In celebration of National Women in Engineering Day, EngineerJobs asked women from across the industry: "What is the most important lesson you have learnt as a female engineer?" Here's what you had to say!

Charlotte Vie

"Most importantly, don’t see yourself as a female engineer. First and foremost, you are an engineer and your gender does not need to have an impact on how you do your job or how good you are at it. At the end of the day, performance is key and if you get stuck in and get on with it people will quickly stop noticing your gender. Yes, there may always be people with old fashioned ideas as to what an engineer should look like but go and prove them wrong!

Engineering is a fantastic industry for women to work in. The job usually requires you to work in a team, which utilises women’s EQ, there is generally a good emphasis on work-life balance, and most engineering companies offer flexible hours which helps a lot with families."

Charlotte Vie, Materials Engineer, BP International Centre for Business & Technology 

85 percent of business leaders believe diversity is key to success

Mary Nguyen"The greatest lesson that I’ve learned as a woman in engineering is that I am capable.

I originally started university studying Business because it was a popular and safe choice. Midway through my major, I realized that my heart was not being fulfilled, so I did a degree change. Through research, Mechanical Engineering made me feel both the most happy and afraid. The idea of designing a product to save lives, or continually improving technology for future uses, excited me. However, my mind filled with doubts. Will I be judged as a woman?

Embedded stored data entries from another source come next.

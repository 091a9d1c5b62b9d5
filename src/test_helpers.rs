//! Shared test utilities for the folio test suite.
//!
//! Provides fixture setup, a parsed sample configuration, and lookup helpers
//! that panic with the available alternatives on a miss.
//!
//! # Usage
//!
//! ```rust
//! use crate::test_helpers::*;
//!
//! let tmp = setup_fixtures();
//! let manifest = scan(tmp.path()).unwrap();
//!
//! let about = find_document(&manifest, "/pages/about");
//! assert_eq!(about.title(), "About me");
//! ```

use std::path::Path;
use tempfile::TempDir;

use crate::config::{SiteConfig, parse_config};
use crate::scan::Manifest;
use crate::types::ContentDocument;

// =========================================================================
// Fixture setup
// =========================================================================

/// Copy `fixtures/content/` to a temp directory and return it.
///
/// Tests get an isolated copy they can mutate without affecting other tests
/// or the source fixtures.
pub fn setup_fixtures() -> TempDir {
    let tmp = TempDir::new().unwrap();
    let fixtures = Path::new(env!("CARGO_MANIFEST_DIR")).join("fixtures/content");
    copy_dir_recursive(&fixtures, tmp.path()).unwrap();
    tmp
}

fn copy_dir_recursive(src: &Path, dst: &Path) -> std::io::Result<()> {
    for entry in std::fs::read_dir(src)? {
        let entry = entry?;
        let src_path = entry.path();
        let dst_path = dst.join(entry.file_name());

        if src_path.is_dir() {
            std::fs::create_dir_all(&dst_path)?;
            copy_dir_recursive(&src_path, &dst_path)?;
        } else {
            std::fs::copy(&src_path, &dst_path)?;
        }
    }
    Ok(())
}

// =========================================================================
// Sample configuration
// =========================================================================

const SAMPLE_CONFIG: &str = r##"
url = "https://ramonak.io"
title = "Ramonak.io"
subtitle = "Full-stack web developer"
copyright = "© Kate Ramonak"

[[menu]]
label = "Home"
path = "/"

[[menu]]
label = "Blog"
path = "/posts"

[author]
name = "Kate"
photo = "/media/me.png"
bio = "I build things for the web."

[author.contacts]
twitter = "ramonak_io"
facebook = "#"
instagram = ""

[[projects]]
title = "X"
image = "/media/x.png"
description = "A project"
link = ""
techs = ["A"]
source_code = "https://github.com/x"

[[recent_work]]
title = "Coffee dashboard"
date = "May 2020"
image = "/media/coffee.png"
description = "Sales dashboard for a coffee roaster"
link = "https://coffee.example.com"
techs = ["React", "Node.js"]

[[digital_garden]]
title = "Heroku"
image = "/media/heroku.png"
link = "/digital-garden/heroku"
date = "June 2020"

[[digital_garden]]
title = "Git"
image = "/media/git.png"
link = "/digital-garden/git"
date = "June 2020"
"##;

/// A valid, finalized configuration shared by the rendering tests.
pub fn sample_config() -> SiteConfig {
    parse_config(SAMPLE_CONFIG).unwrap()
}

// =========================================================================
// Manifest lookups — panics with a clear message on miss
// =========================================================================

/// Find a document by slug. Panics if not found.
pub fn find_document<'a>(manifest: &'a Manifest, slug: &str) -> &'a ContentDocument {
    manifest.content.get(slug).unwrap_or_else(|| {
        let slugs: Vec<&str> = manifest.content.iter().map(|d| d.slug.as_str()).collect();
        panic!("document '{slug}' not found. Available: {slugs:?}")
    })
}

/// All slugs in resolution order.
pub fn document_slugs(manifest: &Manifest) -> Vec<&str> {
    manifest.content.iter().map(|d| d.slug.as_str()).collect()
}
//! CLI output formatting for all pipeline stages.
//!
//! # Information-First Display
//!
//! Output is **information-centric, not file-centric**. Every document is
//! shown by its positional index and title, with the source file and slug as
//! indented context lines. This reads as a content inventory while still
//! letting users trace each page back to the file it came from.
//!
//! # Output Format
//!
//! ## Scan
//!
//! ```text
//! Documents
//! 001 Home [landing]
//!     Source: index.md
//!     Slug: /
//! 002 Work in progress [post] (draft)
//!     Source: posts/work-in-progress.md
//!     Slug: /posts/work-in-progress
//!
//! Config
//!     config.toml
//!     static/
//!     5 menu entries, 2 projects, 1 recent work, 2 garden entries
//! ```
//!
//! ## Generate
//!
//! ```text
//! 001 Home → index.html
//! 002 About me → pages/about/index.html
//!
//! Blog index → posts/index.html (1 page)
//! Assets: style-3f2a9c1e.css, garden.js, contact.js
//! Feeds: rss.xml (2 posts), sitemap.xml
//! Static: 4 files
//! Generated 7 pages, 1 index page
//! ```
//!
//! ## Warnings
//!
//! ```text
//! warning: menu entry "About" points to /about, which no page provides
//! ```
//!
//! # Architecture
//!
//! Each stage has a `format_*` function (returns `Vec<String>`) for testability
//! and a `print_*` wrapper that writes to stdout. Format functions are pure —
//! no I/O, no side effects. Warnings go to stderr with a coloured prefix.

use crate::generate::GenerateReport;
use crate::integrity::LinkIntegrityWarning;
use crate::scan::Manifest;
use crate::types::{ContentDocument, Template};
use colored::Colorize;
use std::path::Path;

// ============================================================================
// Shared helpers
// ============================================================================

/// Format a 1-based positional index as 3-digit zero-padded.
fn format_index(pos: usize) -> String {
    format!("{:0>3}", pos)
}

/// `1 page`, `2 pages`.
fn plural(n: usize, singular: &str, plural: &str) -> String {
    if n == 1 {
        format!("{n} {singular}")
    } else {
        format!("{n} {plural}")
    }
}

/// Header line for a document: index, title, template, draft marker.
///
/// ```text
/// 001 About me
/// 002 Home [landing]
/// 003 WIP [post] (draft)
/// ```
///
/// The default `page` template is implied and not shown.
fn document_header(index: usize, doc: &ContentDocument) -> String {
    let mut line = format!("{} {}", format_index(index), doc.title());
    if doc.template() != Template::Page {
        line.push_str(&format!(" [{}]", doc.template()));
    }
    if doc.is_draft() {
        line.push_str(" (draft)");
    }
    line
}

// ============================================================================
// Stage 1: Scan output
// ============================================================================

/// Format scan stage output: resolved documents, then config inventory.
pub fn format_scan_output(manifest: &Manifest, source_root: &Path) -> Vec<String> {
    let mut lines = Vec::new();

    lines.push("Documents".to_string());
    if manifest.content.is_empty() {
        lines.push("    (none)".to_string());
    }
    for (i, doc) in manifest.content.iter().enumerate() {
        lines.push(document_header(i + 1, doc));
        lines.push(format!("    Source: {}", doc.source_path));
        lines.push(format!("    Slug: {}", doc.slug));
        if let Some(date) = doc.display_date() {
            lines.push(format!("    Date: {}", date));
        }
    }

    lines.push(String::new());
    lines.push("Config".to_string());
    if source_root.join("config.toml").exists() {
        lines.push("    config.toml".to_string());
    }
    if source_root.join("static").is_dir() {
        lines.push("    static/".to_string());
    }
    let config = &manifest.config;
    lines.push(format!(
        "    {}, {}, {}, {}",
        plural(config.menu.len(), "menu entry", "menu entries"),
        plural(config.projects.len(), "project", "projects"),
        plural(config.recent_work.len(), "recent work", "recent work"),
        plural(config.digital_garden.len(), "garden entry", "garden entries"),
    ));

    lines
}

/// Print scan output to stdout, then any warnings to stderr.
pub fn print_scan_output(manifest: &Manifest, source_root: &Path) {
    for line in format_scan_output(manifest, source_root) {
        println!("{}", line);
    }
    print_warnings(&manifest.warnings);
}

// ============================================================================
// Stage 2: Generate output
// ============================================================================

/// Format generate stage output: each written page, then assets and totals.
pub fn format_generate_output(report: &GenerateReport) -> Vec<String> {
    let mut lines = Vec::new();

    for (i, page) in report.pages.iter().enumerate() {
        let draft = if page.draft { " (draft)" } else { "" };
        lines.push(format!(
            "{} {}{} \u{2192} {}",
            format_index(i + 1),
            page.title,
            draft,
            page.path
        ));
    }

    lines.push(String::new());
    lines.push(format!(
        "Blog index \u{2192} posts/index.html ({})",
        plural(report.index_pages, "page", "pages")
    ));
    lines.push(format!(
        "Assets: {}, garden.js, contact.js",
        report.stylesheet
    ));
    lines.push(format!(
        "Feeds: rss.xml ({}), sitemap.xml",
        plural(report.feed_items, "post", "posts")
    ));
    if report.static_files > 0 {
        lines.push(format!(
            "Static: {}",
            plural(report.static_files, "file", "files")
        ));
    }
    lines.push(format!(
        "Generated {}, {}",
        plural(report.pages.len(), "page", "pages"),
        plural(report.index_pages, "index page", "index pages")
    ));

    lines
}

/// Print generate output to stdout.
pub fn print_generate_output(report: &GenerateReport) {
    for line in format_generate_output(report) {
        println!("{}", line);
    }
}

// ============================================================================
// Warnings
// ============================================================================

/// One `warning: ...` line per link integrity finding.
pub fn format_warnings(warnings: &[LinkIntegrityWarning]) -> Vec<String> {
    warnings.iter().map(|w| format!("warning: {w}")).collect()
}

/// Print warnings to stderr with a coloured prefix.
pub fn print_warnings(warnings: &[LinkIntegrityWarning]) {
    for line in format_warnings(warnings) {
        match line.split_once(' ') {
            Some((prefix, rest)) => eprintln!("{} {}", prefix.yellow().bold(), rest),
            None => eprintln!("{}", line),
        }
    }
}

// ============================================================================
// Tests
// ============================================================================
//! HTML site generation.
//!
//! Stage 2 of the Folio build pipeline. Takes the scan manifest and writes the
//! final static site.
//!
//! ## Generated Files
//!
//! - **Document pages** (`/{slug}/index.html`): one per renderable document,
//!   rendered with the template its front matter selects
//! - **Blog index** (`/posts/index.html`, `/posts/page/N/index.html`)
//! - **Feeds**: `rss.xml` (published posts) and `sitemap.xml` (published pages)
//! - **Assets**: fingerprinted stylesheet, `garden.js`, `contact.js`
//! - **Static files**: everything under `content/static/`, copied as-is,
//!   last. A static file may not replace anything written above.
//!
//! ## Output Structure
//!
//! ```text
//! dist/
//! ├── index.html                   # Landing page (slug "/")
//! ├── style-3f2a9c1e.css           # Stylesheet, named by content hash
//! ├── garden.js
//! ├── contact.js
//! ├── rss.xml
//! ├── sitemap.xml
//! ├── pages/about/index.html
//! ├── posts/
//! │   ├── index.html               # Blog index, page 1
//! │   ├── page/2/index.html
//! │   └── heroku-export/index.html
//! └── media/...                    # From content/static/media/
//! ```
//!
//! With `path_prefix = "/blog/"` everything above moves under `dist/blog/`.
//!
//! ## CSS and JavaScript
//!
//! Static assets are embedded at compile time from `static/`. The stylesheet
//! file name carries the first 8 hex digits of its SHA-256, so a changed
//! stylesheet never collides with a cached one.
//!
//! Pages are independent of each other and are rendered in parallel.

use crate::feed;
use crate::metadata::SiteMetadata;
use crate::naming::is_safe_slug;
use crate::scan::{CONTACT_SCRIPT, GARDEN_SCRIPT, Manifest, RSS_FILE, SITEMAP_FILE};
use crate::templates::{
    AssetPaths, RenderContext, TemplateError, posts_page_count, posts_page_slug, render_document,
    render_posts_index,
};
use rayon::prelude::*;
use sha2::{Digest, Sha256};
use std::collections::HashSet;
use std::fs;
use std::path::{Path, PathBuf};
use thiserror::Error;

#[derive(Error, Debug)]
pub enum GenerateError {
    #[error("IO error: {0}")]
    Io(#[from] std::io::Error),
    #[error("JSON error: {0}")]
    Json(#[from] serde_json::Error),
    #[error("Template error: {0}")]
    Template(#[from] TemplateError),
    #[error("Feed error: {0}")]
    Feed(String),
    #[error("slug {0:?} would be written outside its page directory")]
    UnsafeSlug(String),
    #[error("static file {0} would overwrite a generated file")]
    StaticCollision(PathBuf),
}

const CSS: &str = include_str!("../static/style.css");
const GARDEN_JS: &str = include_str!("../static/garden.js");
const CONTACT_JS: &str = include_str!("../static/contact.js");

/// Per-run switches that are not part of the site configuration.
#[derive(Debug, Clone, Copy, Default)]
pub struct GenerateOptions {
    /// Render drafts even when the config does not ask for them.
    pub include_drafts: bool,
}

/// A page written by the generate stage.
#[derive(Debug, Clone, PartialEq)]
pub struct GeneratedPage {
    pub title: String,
    pub slug: String,
    /// Output path relative to the output directory.
    pub path: String,
    pub draft: bool,
}

/// What the generate stage wrote.
#[derive(Debug, Clone, Default)]
pub struct GenerateReport {
    pub pages: Vec<GeneratedPage>,
    pub index_pages: usize,
    pub feed_items: usize,
    pub stylesheet: String,
    pub static_files: usize,
}

/// Generate the site from a manifest file written by the scan stage.
pub fn generate(
    manifest_path: &Path,
    source_root: &Path,
    output_dir: &Path,
    options: GenerateOptions,
) -> Result<GenerateReport, GenerateError> {
    let manifest_content = fs::read_to_string(manifest_path)?;
    let manifest: Manifest = serde_json::from_str(&manifest_content)?;
    generate_site(&manifest, source_root, output_dir, options)
}

/// Generate the site from an in-memory manifest.
pub fn generate_site(
    manifest: &Manifest,
    source_root: &Path,
    output_dir: &Path,
    options: GenerateOptions,
) -> Result<GenerateReport, GenerateError> {
    let config = &manifest.config;
    let meta = SiteMetadata::new(config);
    let site_root = output_dir.join(config.path_prefix.trim_matches('/'));
    fs::create_dir_all(&site_root)?;

    let stylesheet = stylesheet_name(CSS);
    let mut written = HashSet::new();
    for (name, contents) in [
        (stylesheet.as_str(), CSS),
        (GARDEN_SCRIPT, GARDEN_JS),
        (CONTACT_SCRIPT, CONTACT_JS),
    ] {
        let path = site_root.join(name);
        fs::write(&path, contents)?;
        written.insert(path);
    }

    let assets = AssetPaths::new(&meta, &stylesheet);
    let ctx = RenderContext {
        meta,
        content: &manifest.content,
        assets: &assets,
    };

    let include_drafts = options.include_drafts || config.include_drafts;
    let documents: Vec<_> = manifest.content.renderable(include_drafts).collect();
    let pages = documents
        .par_iter()
        .map(|doc| -> Result<(GeneratedPage, PathBuf), GenerateError> {
            let html = render_document(doc, &ctx);
            let path = write_page(&site_root, &doc.slug, &html.into_string())?;
            let page = GeneratedPage {
                title: doc.title().to_string(),
                slug: doc.slug.clone(),
                path: relative_display(output_dir, &path),
                draft: doc.is_draft(),
            };
            Ok((page, path))
        })
        .collect::<Result<Vec<_>, GenerateError>>()?;
    let pages: Vec<GeneratedPage> = pages
        .into_iter()
        .map(|(page, path)| {
            written.insert(path);
            page
        })
        .collect();

    let index_pages = posts_page_count(&ctx);
    for page in 1..=index_pages {
        let html = render_posts_index(page, &ctx)?;
        written.insert(write_page(&site_root, &posts_page_slug(page), &html.into_string())?);
    }

    let rss = feed::render_rss(&meta, &manifest.content).map_err(GenerateError::Feed)?;
    let sitemap = feed::render_sitemap(&meta, &manifest.content, index_pages);
    for (name, contents) in [(RSS_FILE, rss), (SITEMAP_FILE, sitemap)] {
        let path = site_root.join(name);
        fs::write(&path, contents)?;
        written.insert(path);
    }

    let static_dir = source_root.join("static");
    let static_files = if static_dir.is_dir() {
        copy_dir_recursive(&static_dir, &site_root, &written)?
    } else {
        0
    };

    Ok(GenerateReport {
        pages,
        index_pages,
        feed_items: manifest.content.posts().len(),
        stylesheet,
        static_files,
    })
}

/// `style-{first 8 hex digits of sha256}.css`
pub fn stylesheet_name(css: &str) -> String {
    let digest = Sha256::digest(css.as_bytes());
    let hex = format!("{:x}", digest);
    format!("style-{}.css", &hex[..8])
}

/// Output file for a slug: `/` → `index.html`, `/a/b` → `a/b/index.html`.
pub fn page_path(site_root: &Path, slug: &str) -> PathBuf {
    let trimmed = slug.trim_matches('/');
    if trimmed.is_empty() {
        site_root.join("index.html")
    } else {
        site_root.join(trimmed).join("index.html")
    }
}

fn write_page(site_root: &Path, slug: &str, html: &str) -> Result<PathBuf, GenerateError> {
    if !is_safe_slug(slug) {
        return Err(GenerateError::UnsafeSlug(slug.to_string()));
    }
    let path = page_path(site_root, slug);
    if let Some(parent) = path.parent() {
        fs::create_dir_all(parent)?;
    }
    fs::write(&path, html)?;
    Ok(path)
}

fn relative_display(base: &Path, path: &Path) -> String {
    path.strip_prefix(base)
        .unwrap_or(path)
        .components()
        .map(|c| c.as_os_str().to_string_lossy())
        .collect::<Vec<_>>()
        .join("/")
}

/// Copy a directory tree, returning the number of files copied.
///
/// Fails before touching a file the build has already written in this run.
fn copy_dir_recursive(
    src: &Path,
    dst: &Path,
    written: &HashSet<PathBuf>,
) -> Result<usize, GenerateError> {
    let mut copied = 0;
    for entry in fs::read_dir(src)? {
        let entry = entry?;
        let src_path = entry.path();
        let dst_path = dst.join(entry.file_name());

        if src_path.is_dir() {
            if written.contains(&dst_path) {
                return Err(GenerateError::StaticCollision(src_path));
            }
            fs::create_dir_all(&dst_path)?;
            copied += copy_dir_recursive(&src_path, &dst_path, written)?;
        } else {
            if written.contains(&dst_path) {
                return Err(GenerateError::StaticCollision(src_path));
            }
            fs::copy(&src_path, &dst_path)?;
            copied += 1;
        }
    }
    Ok(copied)
}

As a girly girl, I am a bubbly person who enjoy hobbies such as cooking, gardening, fitness, and fashion. Some of my engineering peers and professors treated this as incompetency, instead of what it merely is – personality traits. However, I took the doubt of others and even myself, and made it my motivation. During my sophomore year, I uncomfortably moved 400 miles from home to work my first internship at Northrop Grumman. Before that, I voluntarily designed a Mars Rover Model for NASA, which was voted as top 250 in the nation. Now, I am working as a PDT member for Boeing. Six years ago, I told myself that I could never be an Engineer, that I was certainly not smart enough. Today, I tell myself that I can absolutely do anything, as long as I apply myself.

I wish to see the engineering stereotype quickly diminish. If I could give advice to women considering STEM, it is this: standing a part from the crowd will be your advantage, not the opposite, and that success hardly happens from staying within one’s comfort zone. Take risks, and you will be exposed to opportunities you were hindered from before."

Mary Nguyen, Student Engineer, Boeing

84 percent of female engineers are happy in their career

"That there are still times it pays to act helpless. Now, before my colleagues banish me, let me explain. We are in a world where there are still men from our grandparents generation who believe strong, independent, educated women are abhorrent. Their frame of reference tells them that their role is to help, protect, and teach girls things.

I had a faculty member that people described as a "curmudgeon" who would fight me tooth and nail - this brilliant, old school tool & die maker, who could fabricate anything, was living in a world he no longer fit in. I approached him as my mentor and asked for his guidance [even when I knew the answer or process]. He became my staunchest ally and supported most of my suggestions, even when all his colleagues voted against me. He slowly came to recognize my knowledge level and took the time to teach me processes and work-around fixes no longer taught in school."